Der vor sich hin und von sich selbst träumende Mensch macht sich von der „maximalen Selbstentfaltung“ natürlich sofort ein Bild und stellt sich darunter etwas Großartiges vor. Diese Vorstellungen sind es, die den überwiegenden Teil unseres Leidens hervorrufen. Wir leiden an einer Vorstellungswelt, die mit unserer Lebenswirklichkeit wenig zu tun hat. Wir stellen uns vor, wie wir dann sein würden, wie die Umwelt auf uns reagieren würde, was für uns dann alles möglich wäre und erschaffen dadurch einen mentalen Konjunktiv, der uns in unserer aktuellen Version völlig übersieht. Übersehe dich nicht. Das hat nichts mit maximaler Selbstentfaltung zu tun. Im Gegenteil, es verhindert sie unter allen Umständen, also auch dann, wenn die Umstände geradezu ideal sind!
Du bist ein sich selbst erlebender und bezeugender Lebensprozess und keine fest umrissene Entität, die so und so ist, aber das kannst du nicht erleben, wenn du immer wieder an den dir bekannten Betrachtungsweisen hängenbleibst. Du bist dir allein deshalb weitestgehend unbekannt, weil alle deine Bilder und Überzeugungen aus der Vergangenheit kommen und die Wirklichkeit des sich entfaltenden Lebens überlagern. Denn das ist es, als was du lebst – als Entfaltung!
Wenn du klar erkennst, dass du immer wieder auf dieselben Bilderwelten und Ideen reinfällst, wirst du bemerken, was sie in dir hervorrufen und bewirken. Sie ziehen dich weg, rauben deine Kraft, leben auf deine Kosten und machen dir vor, dass du anders besser wärest.
Diese mentalen Überlagerungen können dich nur beherrschen, solange du ihnen deine Stimme leihst und ihnen Gehör schenkst. Dieses rein mentale Ich, dass alles besser weiß, hat keine Ahnung von der Wirklichkeit des Lebens.
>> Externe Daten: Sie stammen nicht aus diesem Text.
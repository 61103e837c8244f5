// SPDX-License-Identifier: GPL-3.0-only

//! Whole-host disk wipe for machines being reinstalled
//!
//! Every physical disk under the sysfs block tree is considered. Disks whose
//! name matches an ignore prefix, that carry an Intel firmware RAID
//! signature, or that back a live mount are left alone. The rest are erased
//! concurrently, one worker per disk, and a failure on one disk never stops
//! the others.

mod mountinfo;
mod sysfs;

use std::collections::BTreeSet;
use std::fmt;
use std::fs;
use std::sync::mpsc;

use rayon::ThreadPoolBuilder;
use tracing::{debug, error, info, warn};

use crate::blkid::read_properties;
use crate::cmd::{CommandBuilder, CommandRunner, Tool, ToolCommand};
use crate::config::WipeConfig;
use crate::error::{ProvisionError, Result, WithTarget};

pub use mountinfo::{parse_mount_sources, read_mount_sources};
pub use sysfs::{BlockDisk, list_disks};

/// blkid TYPE marker of an Intel Matrix Storage RAID member
const FOREIGN_RAID_MARKER: &str = "isw_raid";

const NVME_PATH_PREFIX: &str = "/dev/nvm";

/// What the planner picks for a disk
#[derive(Debug, Clone, Copy, PartialEq, Eq)]
pub enum WipeStrategy {
    /// Discard-format the device, overwriting it if the discard fails
    Discard,
    /// NVMe user-data secure erase
    NvmeSecureErase,
}

impl WipeStrategy {
    /// Only non-rotational NVMe media gets the secure-erase format.
    pub fn select(device: &str, rotational: bool) -> Self {
        if !rotational && device.starts_with(NVME_PATH_PREFIX) {
            WipeStrategy::NvmeSecureErase
        } else {
            WipeStrategy::Discard
        }
    }
}

impl fmt::Display for WipeStrategy {
    fn fmt(&self, f: &mut fmt::Formatter<'_>) -> fmt::Result {
        f.write_str(match self {
            WipeStrategy::Discard => "discard",
            WipeStrategy::NvmeSecureErase => "nvme-secure-erase",
        })
    }
}

/// How a disk actually ended up erased
#[derive(Debug, Clone, Copy, PartialEq, Eq)]
pub enum WipeMethod {
    Discarded,
    /// Raw zero overwrite with dd, after a failed discard
    Overwritten,
    SecureErased,
}

impl fmt::Display for WipeMethod {
    fn fmt(&self, f: &mut fmt::Formatter<'_>) -> fmt::Result {
        f.write_str(match self {
            WipeMethod::Discarded => "discard",
            WipeMethod::Overwritten => "dd-overwrite",
            WipeMethod::SecureErased => "nvme-secure-erase",
        })
    }
}

#[derive(Debug, Clone, PartialEq, Eq)]
pub struct WipeDecision {
    pub device: String,
    pub capacity_bytes: u64,
    pub rotational: bool,
    pub strategy: WipeStrategy,
}

#[derive(Debug, Clone, PartialEq, Eq)]
pub enum SkipReason {
    IgnoredPrefix(String),
    ForeignRaidMember,
    BacksLiveMount(String),
    NoCapacity,
}

impl fmt::Display for SkipReason {
    fn fmt(&self, f: &mut fmt::Formatter<'_>) -> fmt::Result {
        match self {
            SkipReason::IgnoredPrefix(prefix) => {
                write!(f, "name matches ignored prefix {prefix}")
            }
            SkipReason::ForeignRaidMember => f.write_str("member of a firmware RAID array"),
            SkipReason::BacksLiveMount(source) => {
                write!(f, "backs live mount source {source}")
            }
            SkipReason::NoCapacity => f.write_str("reports zero capacity"),
        }
    }
}

#[derive(Debug, Clone, PartialEq, Eq)]
pub struct SkippedDisk {
    pub device: String,
    pub reason: SkipReason,
}

#[derive(Debug, Default)]
pub struct WipeSummary {
    /// Wiped devices and the method that finished the job
    pub wiped: Vec<(String, WipeMethod)>,
    pub skipped: Vec<SkippedDisk>,
    pub failed: Vec<(String, ProvisionError)>,
}

impl WipeSummary {
    pub fn is_clean(&self) -> bool {
        self.failed.is_empty()
    }
}

pub fn discard_command(device: &str) -> ToolCommand {
    CommandBuilder::new(Tool::MkfsExt4)
        .args(["-F", "-E", "discard"])
        .target(device)
        .build()
}

pub fn nvme_format_command(device: &str) -> ToolCommand {
    CommandBuilder::new(Tool::Nvme)
        .args(["format", "--ses=1", "--force"])
        .target(device)
        .build()
}

/// Zero the first MiB, where partition tables and filesystem magic live.
pub fn zero_head_command(device: &str) -> ToolCommand {
    CommandBuilder::new(Tool::Dd)
        .args(["if=/dev/zero", "bs=1M", "count=1", "conv=fsync"])
        .target(format!("of={device}"))
        .build()
}

pub fn overwrite_command(device: &str, capacity_bytes: u64, block_size: u64) -> ToolCommand {
    let block_size = block_size.max(1);
    CommandBuilder::new(Tool::Dd)
        .arg("if=/dev/zero")
        .arg(format!("bs={block_size}"))
        .arg(format!("count={}", capacity_bytes / block_size))
        .arg("conv=fsync")
        .target(format!("of={device}"))
        .build()
}

/// Decide what happens to every disk on the host without touching any.
pub fn plan_wipe(
    runner: &dyn CommandRunner,
    config: &WipeConfig,
) -> Result<(Vec<WipeDecision>, Vec<SkippedDisk>)> {
    let live_sources = live_mount_members(config)?;
    let mut decisions = Vec::new();
    let mut skipped = Vec::new();

    for disk in list_disks(&config.sysfs_block_root)? {
        let device = disk.device_path();
        match skip_reason(runner, config, &disk, &live_sources) {
            Some(reason) => {
                info!("not wiping {device}: {reason}");
                skipped.push(SkippedDisk { device, reason });
            }
            None => decisions.push(WipeDecision {
                strategy: WipeStrategy::select(&device, disk.rotational),
                capacity_bytes: disk.capacity_bytes,
                rotational: disk.rotational,
                device,
            }),
        }
    }

    Ok((decisions, skipped))
}

/// Kernel names of every block device backing a mount right now
fn live_mount_members(config: &WipeConfig) -> Result<BTreeSet<String>> {
    let sources = read_mount_sources(&config.mountinfo_path)?;
    Ok(sources
        .iter()
        .map(|source| {
            // /dev/mapper and /dev/disk/by-* are symlinks to the kernel name
            let resolved = fs::canonicalize(source)
                .map(|path| path.to_string_lossy().into_owned())
                .unwrap_or_else(|_| source.clone());
            resolved.trim_start_matches("/dev/").to_string()
        })
        .collect())
}

fn skip_reason(
    runner: &dyn CommandRunner,
    config: &WipeConfig,
    disk: &BlockDisk,
    live_sources: &BTreeSet<String>,
) -> Option<SkipReason> {
    if let Some(prefix) = config
        .ignore_prefixes
        .iter()
        .find(|prefix| disk.name.starts_with(prefix.as_str()))
    {
        return Some(SkipReason::IgnoredPrefix(prefix.clone()));
    }

    if disk.capacity_bytes == 0 {
        return Some(SkipReason::NoCapacity);
    }

    if let Some(member) = disk.members.iter().find(|member| live_sources.contains(*member)) {
        return Some(SkipReason::BacksLiveMount(format!("/dev/{member}")));
    }

    // blkid exits non-zero on a blank disk
    let properties = read_properties(runner, &disk.device_path()).unwrap_or_else(|error| {
        debug!("no block properties for {}: {error}", disk.device_path());
        Default::default()
    });
    if properties
        .fs_type()
        .is_some_and(|fs_type| fs_type.contains(FOREIGN_RAID_MARKER))
    {
        return Some(SkipReason::ForeignRaidMember);
    }

    None
}

/// Erase one disk, returning the method that completed.
pub fn wipe_disk(
    runner: &dyn CommandRunner,
    decision: &WipeDecision,
    block_size: u64,
) -> Result<WipeMethod> {
    let device = decision.device.as_str();
    info!(
        "wiping {device} ({} bytes, {}) with {}",
        decision.capacity_bytes,
        if decision.rotational { "rotational" } else { "solid state" },
        decision.strategy
    );

    match decision.strategy {
        WipeStrategy::NvmeSecureErase => {
            nvme_format_command(device)
                .run_fatal(runner)
                .with_target(|| format!("secure erase of {device}"))?;
            Ok(WipeMethod::SecureErased)
        }
        WipeStrategy::Discard => {
            if discard_command(device)
                .run_best_effort(runner)
                .log(&format!("discard of {device}"))
            {
                return Ok(WipeMethod::Discarded);
            }
            warn!("falling back to overwriting {device}");
            overwrite(runner, decision, block_size)
        }
    }
}

fn overwrite(
    runner: &dyn CommandRunner,
    decision: &WipeDecision,
    block_size: u64,
) -> Result<WipeMethod> {
    let device = decision.device.as_str();
    zero_head_command(device)
        .run_fatal(runner)
        .with_target(|| format!("zeroing head of {device}"))?;
    overwrite_command(device, decision.capacity_bytes, block_size)
        .run_fatal(runner)
        .with_target(|| format!("overwrite of {device}"))?;
    Ok(WipeMethod::Overwritten)
}

/// Wipe every eligible disk on the host, one worker per disk.
///
/// Per-disk failures are logged and reported in the summary, never raised.
pub fn wipe_disks(runner: &dyn CommandRunner, config: &WipeConfig) -> Result<WipeSummary> {
    let (decisions, skipped) = plan_wipe(runner, config)?;
    let mut summary = WipeSummary {
        skipped,
        ..WipeSummary::default()
    };

    if decisions.is_empty() {
        info!("no disks to wipe");
        return Ok(summary);
    }

    let pool = ThreadPoolBuilder::new()
        .num_threads(decisions.len())
        .thread_name(|index| format!("wipe-{index}"))
        .build()
        .map_err(|error| ProvisionError::WorkerPool(error.to_string()))?;

    let (sender, receiver) = mpsc::channel();
    pool.scope(|scope| {
        for decision in &decisions {
            let sender = sender.clone();
            scope.spawn(move |_| {
                let outcome = wipe_disk(runner, decision, config.block_size);
                // The receiver outlives the scope
                let _ = sender.send((decision.device.clone(), outcome));
            });
        }
    });
    drop(sender);

    for (device, outcome) in receiver {
        match outcome {
            Ok(method) => {
                info!("wiped {device} with {method}");
                summary.wiped.push((device, method));
            }
            Err(failure) => {
                error!("failed to wipe {device}: {failure}");
                summary.failed.push((device, failure));
            }
        }
    }

    summary.wiped.sort_by(|a, b| a.0.cmp(&b.0));
    summary.failed.sort_by(|a, b| a.0.cmp(&b.0));
    info!(
        "wipe finished: {} wiped, {} skipped, {} failed",
        summary.wiped.len(),
        summary.skipped.len(),
        summary.failed.len()
    );
    Ok(summary)
}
Es weiß nicht, wer du bist. Es weiß nur, wie es dich sieht. Und du übernimmst seine Sichtweise. Damit hat es dich in der Hand. Jetzt kann es dein Leben an dir vorbei planen, jetzt spielst du bereitwillig nach seinem Drehbuch und hoffst so zu der (Super)Person werden zu können, mit der sich das mentale Ich identifizieren kann.
Einfach gesagt: Vorstellungen können durchaus eine große Bereicherung darstellen. Wir sind Menschen. Aber wir können uns nicht vorstellungsgemäß entwickeln, wenn wir keinen Einblick in die Natur der Dinge haben. Und wenn sich dieser Einblick in uns durchsetzt, sehen wir uns und die Welt bereits mit anderen Augen in einem neuen Licht. – Es ist das Licht, das nicht von Vorstellungen überlagert ist.